En la Ordenanza municipal de 1415 se dice: "Otrosí que ninguno que toviere llaves de las puertas de la Villa non sea osado abrir puertas algunas de la Villa de noche desque tañere la campana del Ave María fasta que tocare la vocina del alborada, salvo el portal del Puyuelo, so pena que pague el que así abriese las dichas puertas cincuenta maravedis por cada vegada”. Y en las de 1489 se detalla que las puertas no podían abrirse "sin licencia de los alcaldes o regidores salvo en tiempo de vendimia e entonces poniendo buena guarda salvo la puerta del Puyuelo, que esa sea a cargo de los Sagramenteros de la abrir e guardar so pena de mil maravedis".


Esta obligación, a la vez que honroso privilegio, fue a partir de Cisneros compartida, ya que el cardenal estando en 1522 en Vitoria ordenó se entregara una de las llaves al capitán general don Beltrán de la Cueva "salvo los privilegios y ordenanzas de la dicha ciudad". Esta orden la confirmó Carlos V en 1542, mandando que una de las llaves se entregase al capitán general don Sancho de Leyva y explicaba el emperador que no hacía por desconfianza sino por mayor seguridad “porque de vuestra fidelidad y antigua lealtad tenemos larga experiencia y deseamos haceros todo favor y merced, como vuestros servicios y fidelidad lo merecen". Para evitar desavenencias entre civiles y militares, Felipe II ordenó que tanto unos como otros "podían asegurarse si quedaban bien cerradas, tentando y mirando los unos los candados de los otros".


Tenía solemnidad, según refiere Serapio Múgica, el cierre de las puertas. Al anochecer el jefe militar iba al son de caja y pífano a la puerta del muelle, al frente de los soldados que habían de hacer guardia durante la noche y después de repartir los centinelas de la muralla y las cuarenta garitas que en ella había, iba con los que restaban a cerrar la puerta principal, regresando después a su casa con el resto de los soldados. Después el alcalde, rodeado de gente importante con hachas encendidas acudía a las puertas y tras cerrar uno de los cerrojos tanteaba si estaba bien cerrado el que pertenecía a los jefes militares. Todo este ceremonial se mantuvo hasta 1794, al ser ocupada la ciudad por los franceses y no se recuperó el privilegio por los regidores municipales a consecuencia de la causa que se formó a los capitulares y vecinos por su rendición.

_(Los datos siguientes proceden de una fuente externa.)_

#![warn(missing_docs)]
//! GenEdit - edit images with Gemini.
//!
//! Send a base image, an optional style reference, and a text instruction;
//! get back the edited image as a data URI plus any commentary the model
//! wrote. Every request resolves to exactly one [`GenerationResult`] or one
//! [`GenerationFailure`].
//!
//! # Quick Start
//!
//! ```no_run
//! use genedit::{GeminiEditor, ImageInput};
//!
//! #[tokio::main]
//! async fn main() -> Result<(), Box<dyn std::error::Error>> {
//!     let editor = GeminiEditor::builder().api_key("my-key").build()?;
//!     let base = ImageInput::from_path("photo.png").await?;
//!     let result = editor.generate(base, None, "make the sky a vibrant sunset").await?;
//!     println!("{}", result.text.as_deref().unwrap_or(""));
//!     result.save("edited.png")?;
//!     Ok(())
//! }
//! ```
//!
//! An empty prompt is allowed: the editor substitutes an "enhance" instruction,
//! or a "style transfer" instruction when a reference image is attached.
//!
//! # Features
//!
//! - `cli`: the `genedit` command-line tool

pub mod config;
mod error;
pub mod image;

pub use config::EditorConfig;
pub use error::{FailureKind, GenEditError, GenerationFailure, RejectionKind, Result};
pub use image::providers::{GeminiEditor, GeminiEditorBuilder, GeminiModel};
pub use image::{
    EditRequest, GenerationMetadata, GenerationResult, ImageEditor, ImageEditorExt, ImageFormat,
    ImageInput, InlineImage,
};

/// Prelude for convenient imports.
pub mod prelude {
    pub use crate::config::EditorConfig;
    pub use crate::error::{FailureKind, GenEditError, GenerationFailure, Result};
    pub use crate::image::providers::GeminiEditor;
    pub use crate::image::{
        EditRequest, GenerationResult, ImageEditor, ImageEditorExt, ImageInput,
    };
}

Las relaciones de la Corona con sus súbditos eran muy rigurosas y cuando las necesidades de la defensa exigían expropiaciones, éstas se llevaban a término con arreglo a derecho, procurando compensar a los propietarios de acuerdo con la justicia y la equidad. Hay pruebas de ello en las que se realizaron en San Sebastián relacionadas con las fortificaciones en tiempos de Carlos V. En el archivo de Simancas se conservan legajos que fueron estudiados no hace muchos años por don Ignacio Tellechea que confirman cuanto vengo diciendo.


Hubo que hacer obras en una de las murallas de San Sebastián, la de Levante o Zurriola y fue necesario expropiar y derribar "casas y suelos, huertas y herrerías que estaban junto a la muralla de dicha villa y eran de vecinos particulares de ella, conforme a cierta traza dada por don Sancho de Leiva, nuestro capitán general de la provincia de Guipúzcoa y por el capitán Luis Picaño", según carta del emperador de 23 de enero de 1550. Se nombraron maestros tasadores y peritos que en una primera estimación fijaron la indemnización en dos millones cuarenta y nueve mil maravedises, que luego fue rebajada a un millón cincuenta y tres mil ciento catorce al no tener que afectar las obras a todas las señaladas en la primera relación. Esta segunda cantidad fue confirmada por el capitán Ozpina, alcalde del Castillo, ante el escribano Juan Bono, de Tolosa. En el archivo de Simancas están todos los documentos relativos a las tasaciones, poderes del procurador de los damnificados, Pedro de Urquijo, títulos de propiedad, libramientos de los pagos, etc.


Son cincuenta y una las expropiaciones llevadas a cabo junto a la muralla llamada del Cubo o de don Beltrán, en la calle Surriola o Real, la mayoría casas habiendo también huertas y alguna herrería. Muchos de los indemnizados no pudieron presentar títulos de propiedad, alegando la posesión continua de los bienes tanto por ellos como por sus antepasados.


A la hora de firmar los documentos se observa un hecho curioso: la mayoría de las mujeres no sabían hacerlo, solamente dos, doña María y doña Catalina Dengómez de Montaot, firmaron, mientras que veinticuatro no pudieron hacerlo, firmando por ellas uno de los testigos, Juan Martínez de Sagastume. De los hombres, diecinueve firmaron, no haciéndolo siete.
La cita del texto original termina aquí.